CREATE DATABASE CdcTest
ON (
Name = 'CdcTest',
FileName = 'C:\Program Files\Microsoft SQL Server\MSSQL11.MSSQLSERVER\MSSQL\DATA\CdcTest.mdf',
Size = 10 MB,
FileGrowth = 5 MB)
LOG ON (
Name = 'CdcTest_Log',
FileName = 'C:\Program Files\Microsoft SQL Server\MSSQL11.MSSQLSERVER\MSSQL\DATA\CdcTest_Log.ldf',
Size = 50 MB,
FileGrowth = 5 MB);

ALTER DATABASE CdcTest
SET RECOVERY SIMPLE;
GO

Now, let us create a table called “TableWithoutCDC”.

USE [CdcTest];
GO

CREATE TABLE dbo.TableWithoutCDC (
Id INT PRIMARY KEY IDENTITY(1,1),
Field1 VARCHAR(4000),
Field2 VARCHAR(4000),
Field3 VARCHAR(4000),
Field4 VARCHAR(4000),
Field5 VARCHAR(4000));

Now, try to insert some data into the table. Basically, the script below would do a one row insert in a transaction.
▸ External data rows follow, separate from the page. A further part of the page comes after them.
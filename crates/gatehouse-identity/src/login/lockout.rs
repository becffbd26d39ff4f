//! Failed-Attempt Lockout Policy
//!
//! Reset-on-expiry counter: failures inside the window accumulate toward
//! the threshold, the first failure outside it starts a fresh window and
//! discards history. Policy parameters are read from settings on every
//! evaluation so runtime changes apply immediately.

use std::sync::Arc;

use chrono::{DateTime, Duration, Utc};
use tracing::warn;

use crate::login::entity::UserLogin;
use crate::settings::{keys, SettingsProvider};
use crate::shared::error::Result;

pub struct LockoutPolicy {
    settings: Arc<dyn SettingsProvider>,
}

impl LockoutPolicy {
    pub fn new(settings: Arc<dyn SettingsProvider>) -> Self {
        Self { settings }
    }

    /// Window length in minutes. Unset or unparseable values mean 0,
    /// which makes the window expire immediately: every failure then
    /// resets the counter and no lockout can trigger.
    async fn attempt_window_minutes(&self) -> Result<i64> {
        Ok(self
            .settings
            .get_value(keys::PASSWORD_ATTEMPT_WINDOW)
            .await?
            .and_then(|v| v.parse().ok())
            .unwrap_or(0))
    }

    /// Threshold. Unset or unparseable values mean effectively unlimited.
    async fn max_invalid_attempts(&self) -> Result<u32> {
        Ok(self
            .settings
            .get_value(keys::MAX_INVALID_PASSWORD_ATTEMPTS)
            .await?
            .and_then(|v| v.parse().ok())
            .unwrap_or(u32::MAX))
    }

    /// Record one failed authentication attempt.
    ///
    /// Mutates the record only; the lockout flag is never cleared here.
    /// Only an explicit unlock does that.
    pub async fn register_failure(&self, login: &mut UserLogin) -> Result<()> {
        let window = Duration::minutes(self.attempt_window_minutes().await?);
        let max_attempts = self.max_invalid_attempts().await?;

        let window_start = login
            .failed_window_started_at
            .unwrap_or(DateTime::<Utc>::MIN_UTC);
        let mut attempts = login.failed_attempt_count.unwrap_or(0);
        let now = Utc::now();

        // An overflowing window end is treated as still open.
        let window_end = window_start
            .checked_add_signed(window)
            .unwrap_or(DateTime::<Utc>::MAX_UTC);

        if now < window_end {
            attempts = attempts.saturating_add(1);
            if attempts >= max_attempts {
                login.is_locked_out = true;
                login.last_locked_out_at = Some(now);
                warn!(username = %login.username, attempts, "login locked out");
            }
            login.failed_attempt_count = Some(attempts);
        } else {
            login.failed_attempt_count = Some(1);
            login.failed_window_started_at = Some(now);
        }
        login.updated_at = now;

        Ok(())
    }
}

#[cfg(test)]
mod tests {
    use super::*;
    use crate::settings::MemorySettings;

    async fn policy_with(window: Option<&str>, max: Option<&str>) -> LockoutPolicy {
        let settings = MemorySettings::new();
        if let Some(window) = window {
            settings.set(keys::PASSWORD_ATTEMPT_WINDOW, window).await;
        }
        if let Some(max) = max {
            settings.set(keys::MAX_INVALID_PASSWORD_ATTEMPTS, max).await;
        }
        LockoutPolicy::new(Arc::new(settings))
    }

    #[tokio::test]
    async fn test_locks_exactly_on_threshold() {
        let policy = policy_with(Some("30"), Some("3")).await;
        let mut login = UserLogin::new("alice", "database");

        // first failure starts a fresh window
        policy.register_failure(&mut login).await.unwrap();
        assert_eq!(login.failed_attempt_count, Some(1));
        assert!(login.failed_window_started_at.is_some());
        assert!(!login.is_locked_out);

        policy.register_failure(&mut login).await.unwrap();
        assert_eq!(login.failed_attempt_count, Some(2));
        assert!(!login.is_locked_out);

        policy.register_failure(&mut login).await.unwrap();
        assert_eq!(login.failed_attempt_count, Some(3));
        assert!(login.is_locked_out);
        assert!(login.last_locked_out_at.is_some());
    }

    #[tokio::test]
    async fn test_expired_window_resets_counter() {
        let policy = policy_with(Some("30"), Some("3")).await;
        let mut login = UserLogin::new("alice", "database");
        login.failed_attempt_count = Some(2);
        login.failed_window_started_at = Some(Utc::now() - Duration::minutes(31));

        policy.register_failure(&mut login).await.unwrap();

        assert_eq!(login.failed_attempt_count, Some(1));
        assert!(!login.is_locked_out);
        let window_start = login.failed_window_started_at.unwrap();
        assert!(Utc::now() - window_start < Duration::minutes(1));
    }

    #[tokio::test]
    async fn test_reset_does_not_clear_lockout_flag() {
        let policy = policy_with(Some("30"), Some("3")).await;
        let mut login = UserLogin::new("alice", "database");
        login.is_locked_out = true;
        login.failed_attempt_count = Some(3);
        login.failed_window_started_at = Some(Utc::now() - Duration::minutes(45));

        policy.register_failure(&mut login).await.unwrap();

        assert_eq!(login.failed_attempt_count, Some(1));
        assert!(login.is_locked_out);
    }

    #[tokio::test]
    async fn test_zero_window_never_locks() {
        // defaults: window 0, effectively unlimited attempts
        let policy = policy_with(None, None).await;
        let mut login = UserLogin::new("alice", "database");

        for _ in 0..5 {
            policy.register_failure(&mut login).await.unwrap();
            assert_eq!(login.failed_attempt_count, Some(1));
            assert!(!login.is_locked_out);
        }
    }

    #[tokio::test]
    async fn test_unparseable_settings_fall_back_to_defaults() {
        let policy = policy_with(Some("half an hour"), Some("lots")).await;
        let mut login = UserLogin::new("alice", "database");

        policy.register_failure(&mut login).await.unwrap();

        // window parsed as 0: reset branch taken
        assert_eq!(login.failed_attempt_count, Some(1));
        assert!(!login.is_locked_out);
    }

    #[tokio::test]
    async fn test_unlimited_threshold_counts_without_locking() {
        let policy = policy_with(Some("30"), None).await;
        let mut login = UserLogin::new("alice", "database");

        for expected in 1..=10u32 {
            policy.register_failure(&mut login).await.unwrap();
            assert_eq!(login.failed_attempt_count, Some(expected));
        }
        assert!(!login.is_locked_out);
    }
}
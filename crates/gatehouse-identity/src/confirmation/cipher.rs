//! Token Cipher
//!
//! Opaque string encryption for confirmation codes, AES-256-GCM with a
//! random nonce prefixed to the ciphertext. Failures carry no detail a
//! caller could use to distinguish why a token was rejected.

use aes_gcm::{
    aead::{Aead, KeyInit, OsRng},
    Aes256Gcm, Nonce,
};
use base64::{
    engine::general_purpose::{STANDARD as BASE64, URL_SAFE_NO_PAD},
    Engine,
};
use rand::RngCore;
use thiserror::Error;

#[derive(Error, Debug)]
pub enum CipherError {
    #[error("Invalid key: {0}")]
    InvalidKey(String),
    #[error("Encryption error: {0}")]
    Encryption(String),
    #[error("Decryption error: {0}")]
    Decryption(String),
}

pub trait TokenCipher: Send + Sync {
    fn encrypt(&self, plaintext: &str) -> Result<String, CipherError>;
    fn decrypt(&self, token: &str) -> Result<String, CipherError>;
}

/// AES-256-GCM token cipher.
pub struct AesGcmTokenCipher {
    cipher: Aes256Gcm,
}

impl AesGcmTokenCipher {
    /// The key is base64 of exactly 32 bytes, as produced by
    /// `generate_key`.
    pub fn new(encryption_key: &str) -> Result<Self, CipherError> {
        let key_bytes = BASE64
            .decode(encryption_key)
            .map_err(|e| CipherError::InvalidKey(format!("invalid base64 key: {}", e)))?;

        if key_bytes.len() != 32 {
            return Err(CipherError::InvalidKey(format!(
                "key must be 32 bytes, got {}",
                key_bytes.len()
            )));
        }

        let cipher = Aes256Gcm::new_from_slice(&key_bytes)
            .map_err(|e| CipherError::InvalidKey(e.to_string()))?;

        Ok(Self { cipher })
    }

    /// Generate a new encryption key.
    pub fn generate_key() -> String {
        let mut key = [0u8; 32];
        OsRng.fill_bytes(&mut key);
        BASE64.encode(key)
    }
}

impl TokenCipher for AesGcmTokenCipher {
    fn encrypt(&self, plaintext: &str) -> Result<String, CipherError> {
        let mut nonce_bytes = [0u8; 12];
        OsRng.fill_bytes(&mut nonce_bytes);
        let nonce = Nonce::from_slice(&nonce_bytes);

        let ciphertext = self
            .cipher
            .encrypt(nonce, plaintext.as_bytes())
            .map_err(|e| CipherError::Encryption(e.to_string()))?;

        let mut output = nonce_bytes.to_vec();
        output.extend(ciphertext);
        Ok(URL_SAFE_NO_PAD.encode(output))
    }

    fn decrypt(&self, token: &str) -> Result<String, CipherError> {
        let raw = URL_SAFE_NO_PAD
            .decode(token)
            .map_err(|e| CipherError::Decryption(e.to_string()))?;

        if raw.len() < 12 {
            return Err(CipherError::Decryption("token too short".to_string()));
        }

        let (nonce_bytes, ciphertext) = raw.split_at(12);
        let nonce = Nonce::from_slice(nonce_bytes);

        let plaintext = self
            .cipher
            .decrypt(nonce, ciphertext)
            .map_err(|e| CipherError::Decryption(e.to_string()))?;

        String::from_utf8(plaintext).map_err(|e| CipherError::Decryption(e.to_string()))
    }
}
//! Confirmation Code Codec
//!
//! Encodes and decodes encrypted confirmation codes. The payload is
//! `ROCK|{publicKey}|{username}|{unixSeconds}`; the encrypted form is
//! opaque to callers and valid for one hour (checked by whole-hour
//! truncation, so real tolerance runs to just under two).

use std::sync::Arc;

use chrono::{DateTime, Utc};
use tracing::debug;

use crate::confirmation::cipher::TokenCipher;
use crate::login::entity::UserLogin;
use crate::login::repository::LoginRepository;
use crate::shared::error::{IdentityError, Result};

/// Leading marker inside the decrypted payload.
pub const CODE_PREFIX: &str = "ROCK|";

pub struct ConfirmationCodec {
    cipher: Arc<dyn TokenCipher>,
    repository: Arc<dyn LoginRepository>,
}

impl ConfirmationCodec {
    pub fn new(cipher: Arc<dyn TokenCipher>, repository: Arc<dyn LoginRepository>) -> Self {
        Self { cipher, repository }
    }

    /// Issue a confirmation code for a login, stamped with the current
    /// time.
    pub fn issue(&self, login: &UserLogin) -> Result<String> {
        let identifier = format!(
            "{}{}|{}|{}",
            CODE_PREFIX,
            login.public_key,
            login.username,
            Utc::now().timestamp()
        );

        self.cipher.encrypt(&identifier).map_err(|e| {
            IdentityError::internal(format!("failed to encrypt confirmation code: {}", e))
        })
    }

    /// Resolve a confirmation code back to its login.
    ///
    /// Every invalid token resolves to `None`: expired, tampered,
    /// malformed, and unknown codes are indistinguishable to the caller.
    pub async fn decode(&self, code: &str) -> Result<Option<UserLogin>> {
        if code.is_empty() {
            return Ok(None);
        }

        // A failed decrypt is treated as an empty identifier, not an error.
        let identifier = self.cipher.decrypt(code).unwrap_or_default();
        if !identifier.starts_with(CODE_PREFIX) {
            return Ok(None);
        }

        let parts: Vec<&str> = identifier.split('|').collect();
        if parts.len() != 4 {
            return Ok(None);
        }
        let public_key = parts[1];
        let username = parts[2];

        // Unparseable timestamps fall back to the epoch and fail below.
        let issued_seconds: i64 = parts[3].parse().unwrap_or(0);
        let issued_at = DateTime::<Utc>::from_timestamp(issued_seconds, 0)
            .unwrap_or(DateTime::<Utc>::UNIX_EPOCH);

        // Codes are only valid for an hour
        if (Utc::now() - issued_at).num_hours() > 1 {
            debug!("confirmation code expired");
            return Ok(None);
        }

        match self.repository.find_by_public_key(public_key).await? {
            Some(login) if login.username == username => Ok(Some(login)),
            _ => Ok(None),
        }
    }
}
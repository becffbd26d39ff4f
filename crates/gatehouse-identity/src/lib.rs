//! Gatehouse Identity
//!
//! Credential lifecycle management:
//! - Login records bound to a person, with create/lookup/update operations
//! - Pluggable authentication strategies (internal password or external)
//! - Failed-attempt lockout policy driven by runtime settings
//! - Encrypted, time-limited confirmation codes
//! - Current-user resolution with an impersonation path
//!
//! ## Module Organization (Aggregate-based)
//!
//! Each aggregate contains:
//! - `entity` - Domain entities
//! - `repository` - Data access ports and adapters
//! - `service` - Operations (where applicable)

// Core aggregates
pub mod confirmation;
pub mod login;
pub mod resolver;
pub mod strategy;

// Policy helpers
pub mod password;
pub mod settings;

// Shared infrastructure
pub mod shared;

// Re-export common types from shared
pub use shared::error::{IdentityError, Result};

// Re-export main entity types for convenience
pub use login::entity::{UserLogin, IMPERSONATION_PREFIX};
pub use resolver::{Person, RequestContext};

// Re-export ports
pub use login::repository::LoginRepository;
pub use resolver::PersonDirectory;
pub use settings::SettingsProvider;
pub use strategy::{AuthStrategy, ServiceKind};

// Re-export services
pub use confirmation::cipher::{AesGcmTokenCipher, CipherError, TokenCipher};
pub use confirmation::codec::ConfirmationCodec;
pub use login::lockout::LockoutPolicy;
pub use login::memory::MemoryLoginRepository;
pub use login::service::{AuthOutcome, LoginService};
pub use password::PasswordRules;
pub use resolver::activity::{ActivityConsumer, ActivityEvent, ActivityTracker};
pub use resolver::{CurrentUserResolver, MemoryPersonDirectory};
pub use settings::{EnvSettings, MemorySettings};
pub use strategy::argon2::{Argon2Config, Argon2Strategy};
pub use strategy::StrategyRegistry;
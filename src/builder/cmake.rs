//! CMake/CTest implementation of [`BuildTool`].

use std::path::{Path, PathBuf};

use anyhow::{anyhow, Result};

use crate::builder::cache_vars::BuildConfiguration;
use crate::builder::tool::{BuildTool, StepOutput};
use crate::core::platform::PlatformContext;
use crate::util::fs::ensure_dir;
use crate::util::process::{find_cmake, find_ctest, ProcessBuilder};

/// Drives a CMake project through configure, build, test and install.
#[derive(Debug, Clone)]
pub struct CMakeTool {
    source_dir: PathBuf,
    build_dir: PathBuf,
    install_prefix: PathBuf,
    platform: PlatformContext,
    generator: Option<String>,
    jobs: Option<usize>,
    verbose: bool,
}

impl CMakeTool {
    /// Create a tool for `source_dir`, building in `build_dir`.
    ///
    /// The install prefix defaults to `<build_dir>/package`.
    pub fn new(source_dir: PathBuf, build_dir: PathBuf, platform: PlatformContext) -> Self {
        let install_prefix = build_dir.join("package");
        CMakeTool {
            source_dir,
            build_dir,
            install_prefix,
            platform,
            generator: None,
            jobs: None,
            verbose: false,
        }
    }

    /// Set the install prefix.
    pub fn with_install_prefix(mut self, prefix: PathBuf) -> Self {
        self.install_prefix = prefix;
        self
    }

    /// Use a specific CMake generator.
    pub fn generator(mut self, generator: Option<String>) -> Self {
        self.generator = generator;
        self
    }

    /// Set build and test parallelism.
    pub fn jobs(mut self, jobs: Option<usize>) -> Self {
        self.jobs = jobs;
        self
    }

    /// Ask CMake for verbose build output.
    pub fn verbose(mut self, verbose: bool) -> Self {
        self.verbose = verbose;
        self
    }

    fn cmake(&self) -> Result<ProcessBuilder> {
        let cmake = find_cmake().ok_or_else(|| {
            anyhow!(
                "CMake not found\n\
                 \n\
                 CMake is required to build c-toxcore.\n\
                 Install CMake and ensure it's in your PATH, or set CMAKE."
            )
        })?;
        Ok(ProcessBuilder::new(cmake))
    }

    fn ctest(&self) -> Result<ProcessBuilder> {
        let ctest = find_ctest()
            .ok_or_else(|| anyhow!("CTest not found; it ships with CMake, check your PATH"))?;
        Ok(ProcessBuilder::new(ctest))
    }

    fn build_type(&self) -> &'static str {
        self.platform.build_type.as_str()
    }

    /// Arguments for the configure step, excluding the program.
    pub fn configure_args(&self, cache_script: &Path) -> Vec<String> {
        let mut args = vec![
            "-S".to_string(),
            self.source_dir.display().to_string(),
            "-B".to_string(),
            self.build_dir.display().to_string(),
        ];

        if let Some(ref generator) = self.generator {
            args.push("-G".to_string());
            args.push(generator.clone());
        }

        args.push("-C".to_string());
        args.push(cache_script.display().to_string());
        args.push(format!("-DCMAKE_BUILD_TYPE={}", self.build_type()));
        args.push(format!(
            "-DCMAKE_INSTALL_PREFIX={}",
            self.install_prefix.display()
        ));

        args
    }

    /// Arguments for the build step, excluding the program.
    pub fn build_args(&self) -> Vec<String> {
        // --config is ignored by single-config generators
        let mut args = vec![
            "--build".to_string(),
            self.build_dir.display().to_string(),
            "--config".to_string(),
            self.build_type().to_string(),
        ];

        match self.jobs {
            Some(jobs) => {
                args.push("--parallel".to_string());
                args.push(jobs.to_string());
            }
            None => args.push("--parallel".to_string()),
        }

        if self.verbose {
            args.push("--verbose".to_string());
        }

        args
    }

    /// Arguments for the test step, excluding the program.
    pub fn test_args(&self) -> Vec<String> {
        let mut args = vec![
            "--test-dir".to_string(),
            self.build_dir.display().to_string(),
            "-C".to_string(),
            self.build_type().to_string(),
            "--output-on-failure".to_string(),
        ];

        if let Some(jobs) = self.jobs {
            args.push("-j".to_string());
            args.push(jobs.to_string());
        }

        args
    }

    /// Arguments for the install step, excluding the program.
    pub fn install_args(&self) -> Vec<String> {
        vec![
            "--install".to_string(),
            self.build_dir.display().to_string(),
            "--config".to_string(),
            self.build_type().to_string(),
            "--prefix".to_string(),
            self.install_prefix.display().to_string(),
        ]
    }

    fn run(&self, cmd: ProcessBuilder) -> Result<StepOutput> {
        let command = cmd.display_command();
        let output = cmd.cwd(&self.build_dir).exec()?;
        let step = StepOutput::from_output(command, &output);

        if self.verbose {
            for line in step.stdout.lines() {
                tracing::debug!("{}", line);
            }
        }

        Ok(step)
    }
}

impl BuildTool for CMakeTool {
    fn configure(&self, config: &BuildConfiguration) -> Result<StepOutput> {
        ensure_dir(&self.build_dir)?;
        let script = config.write_cache_script(&self.build_dir)?;

        tracing::debug!("cache variables: {}", config.to_define_args().join(" "));

        let cmd = self.cmake()?.args(self.configure_args(&script));
        self.run(cmd)
    }

    fn build(&self) -> Result<StepOutput> {
        let cmd = self.cmake()?.args(self.build_args());
        self.run(cmd)
    }

    fn test(&self) -> Result<StepOutput> {
        let cmd = self.ctest()?.args(self.test_args());
        self.run(cmd)
    }

    fn install(&self) -> Result<StepOutput> {
        ensure_dir(&self.install_prefix)?;
        let cmd = self.cmake()?.args(self.install_args());
        self.run(cmd)
    }

    fn install_prefix(&self) -> &Path {
        &self.install_prefix
    }
}

/// Check if a directory contains a CMake project.
pub fn is_cmake_project(dir: &Path) -> bool {
    dir.join("CMakeLists.txt").exists()
}
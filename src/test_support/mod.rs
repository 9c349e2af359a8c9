//! Test utilities and mocks for ferry unit tests.
//!
//! [`MockBuildTool`] stands in for CMake so the driver and the create
//! operation can be exercised without a compiler toolchain.
//!
//! # Example
//!
//! ```rust,ignore
//! use ferry::test_support::{MockBuildTool, MockStep};
//!
//! #[test]
//! fn test_example() {
//!     let tool = MockBuildTool::new().on_test(MockStep::fail(8, "1 test failed"));
//!     // Drive the tool...
//!     assert_eq!(tool.calls(), vec!["configure", "build", "test"]);
//! }
//! ```

pub mod fixtures;

use std::cell::RefCell;
use std::fs;
use std::path::{Path, PathBuf};

use anyhow::{bail, Result};

use crate::builder::cache_vars::BuildConfiguration;
use crate::builder::tool::{BuildTool, StepOutput};

// Re-export fixtures for convenience
pub use fixtures::*;

/// Scripted outcome of one mock step.
#[derive(Debug, Clone, PartialEq, Eq)]
pub enum MockStep {
    /// Exit 0 with the given stdout.
    Ok(String),
    /// Non-zero exit with the given output on stderr.
    Fail { code: i32, output: String },
    /// Killed by a signal: no exit code, output on stderr.
    Killed(String),
    /// The process could not be started at all.
    SpawnError(String),
}

impl MockStep {
    pub fn ok(stdout: impl Into<String>) -> Self {
        MockStep::Ok(stdout.into())
    }

    pub fn fail(code: i32, output: impl Into<String>) -> Self {
        MockStep::Fail {
            code,
            output: output.into(),
        }
    }

    fn run(&self, command: &str) -> Result<StepOutput> {
        match self {
            MockStep::Ok(stdout) => Ok(StepOutput {
                command: command.to_string(),
                code: Some(0),
                stdout: stdout.clone(),
                stderr: String::new(),
            }),
            MockStep::Fail { code, output } => Ok(StepOutput {
                command: command.to_string(),
                code: Some(*code),
                stdout: String::new(),
                stderr: output.clone(),
            }),
            MockStep::Killed(output) => Ok(StepOutput {
                command: command.to_string(),
                code: None,
                stdout: String::new(),
                stderr: output.clone(),
            }),
            MockStep::SpawnError(message) => bail!("{}", message),
        }
    }
}

impl Default for MockStep {
    fn default() -> Self {
        MockStep::ok("")
    }
}

/// Mock build tool that records calls and replays scripted outcomes.
///
/// A successful install creates every file registered with
/// [`MockBuildTool::installs`] under the install prefix.
#[derive(Debug)]
pub struct MockBuildTool {
    configure: MockStep,
    build: MockStep,
    test: MockStep,
    install: MockStep,
    prefix: PathBuf,
    installed_files: Vec<PathBuf>,
    calls: RefCell<Vec<&'static str>>,
    configured_with: RefCell<Option<BuildConfiguration>>,
}

impl MockBuildTool {
    /// Create a tool on which every step succeeds.
    pub fn new() -> Self {
        MockBuildTool {
            configure: MockStep::default(),
            build: MockStep::default(),
            test: MockStep::default(),
            install: MockStep::default(),
            prefix: PathBuf::from("/nonexistent/ferry-mock/package"),
            installed_files: Vec::new(),
            calls: RefCell::new(Vec::new()),
            configured_with: RefCell::new(None),
        }
    }

    pub fn on_configure(mut self, step: MockStep) -> Self {
        self.configure = step;
        self
    }

    pub fn on_build(mut self, step: MockStep) -> Self {
        self.build = step;
        self
    }

    pub fn on_test(mut self, step: MockStep) -> Self {
        self.test = step;
        self
    }

    pub fn on_install(mut self, step: MockStep) -> Self {
        self.install = step;
        self
    }

    pub fn with_prefix(mut self, prefix: impl Into<PathBuf>) -> Self {
        self.prefix = prefix.into();
        self
    }

    /// Files, relative to the prefix, that a successful install produces.
    pub fn installs<I, S>(mut self, files: I) -> Self
    where
        I: IntoIterator<Item = S>,
        S: AsRef<Path>,
    {
        self.installed_files
            .extend(files.into_iter().map(|f| f.as_ref().to_path_buf()));
        self
    }

    /// Steps invoked so far, in order.
    pub fn calls(&self) -> Vec<&'static str> {
        self.calls.borrow().clone()
    }

    /// Configuration passed to the last configure call.
    pub fn configured_with(&self) -> Option<BuildConfiguration> {
        self.configured_with.borrow().clone()
    }

    fn record(&self, step: &'static str) {
        self.calls.borrow_mut().push(step);
    }
}

impl Default for MockBuildTool {
    fn default() -> Self {
        MockBuildTool::new()
    }
}

impl BuildTool for MockBuildTool {
    fn configure(&self, config: &BuildConfiguration) -> Result<StepOutput> {
        self.record("configure");
        *self.configured_with.borrow_mut() = Some(config.clone());
        self.configure.run("cmake -S src -B build")
    }

    fn build(&self) -> Result<StepOutput> {
        self.record("build");
        self.build.run("cmake --build build")
    }

    fn test(&self) -> Result<StepOutput> {
        self.record("test");
        self.test.run("ctest --test-dir build --output-on-failure")
    }

    fn install(&self) -> Result<StepOutput> {
        self.record("install");
        let output = self.install.run("cmake --install build")?;
        if output.success() {
            for file in &self.installed_files {
                let path = self.prefix.join(file);
                if let Some(parent) = path.parent() {
                    fs::create_dir_all(parent)?;
                }
                fs::write(&path, b"")?;
            }
        }
        Ok(output)
    }

    fn install_prefix(&self) -> &Path {
        &self.prefix
    }
}

#[cfg(test)]
mod tests {
    use super::*;
    use tempfile::TempDir;

    #[test]
    fn test_mock_records_calls() {
        let tool = MockBuildTool::new();
        tool.configure(&BuildConfiguration::new()).unwrap();
        tool.build().unwrap();

        assert_eq!(tool.calls(), vec!["configure", "build"]);
        assert_eq!(tool.configured_with(), Some(BuildConfiguration::new()));
    }

    #[test]
    fn test_mock_failure_output() {
        let tool = MockBuildTool::new().on_build(MockStep::fail(2, "undefined reference"));
        let output = tool.build().unwrap();

        assert_eq!(output.code, Some(2));
        assert_eq!(output.combined(), "undefined reference");
    }

    #[test]
    fn test_mock_spawn_error() {
        let tool = MockBuildTool::new().on_test(MockStep::SpawnError("ctest not found".into()));
        let err = tool.test().unwrap_err();
        assert!(err.to_string().contains("ctest not found"));
    }

    #[test]
    fn test_mock_killed_step_has_no_code() {
        let tool = MockBuildTool::new().on_build(MockStep::Killed("Terminated".into()));
        let output = tool.build().unwrap();

        assert_eq!(output.code, None);
        assert!(!output.success());
    }

    #[test]
    fn test_mock_install_creates_files() {
        let tmp = TempDir::new().unwrap();
        let tool = MockBuildTool::new()
            .with_prefix(tmp.path())
            .installs(["lib/libtoxcore.a"]);

        tool.install().unwrap();
        assert!(tmp.path().join("lib/libtoxcore.a").is_file());
    }

    #[test]
    fn test_mock_failed_install_creates_nothing() {
        let tmp = TempDir::new().unwrap();
        let tool = MockBuildTool::new()
            .with_prefix(tmp.path())
            .installs(["lib/libtoxcore.a"])
            .on_install(MockStep::fail(1, ""));

        assert!(!tool.install().unwrap().success());
        assert!(!tmp.path().join("lib").exists());
    }
}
It would do it 5,000 times.

USE [CdcTest];
GO

DECLARE @z AS INT;
SET @z = 1;

WHILE (@z <= 5)
BEGIN
DECLARE @a AS INT;
SET @a = 1

WHILE (@a <= 1000)
BEGIN
DECLARE @Filler AS VARCHAR(4000);

SET @Filler = REPLICATE('a', 4000);
BEGIN TRANSACTION
INSERT INTO dbo.TableWithoutCDC
VALUES (@Filler, @Filler, @Filler, @Filler, @Filler)
COMMIT TRANSACTION
SET @a = @a + 1
END

CHECKPOINT;

SET @z = @z + 1
END

Now, try to get the database’s transaction log space usage:

USE [CdcTest];
GO

SELECT Name,
[FileName],
file_in_MB = (CAST(size AS FLOAT) * 8)/ 1024,
file_used_in_MB = (CAST(FILEPROPERTY(name, 'SpaceUsed') AS FLOAT) * 8)/ 1024
FROM sys.sysfiles

We got the following result:

image

The database’s transaction log file is using 0.8 MB of disk space.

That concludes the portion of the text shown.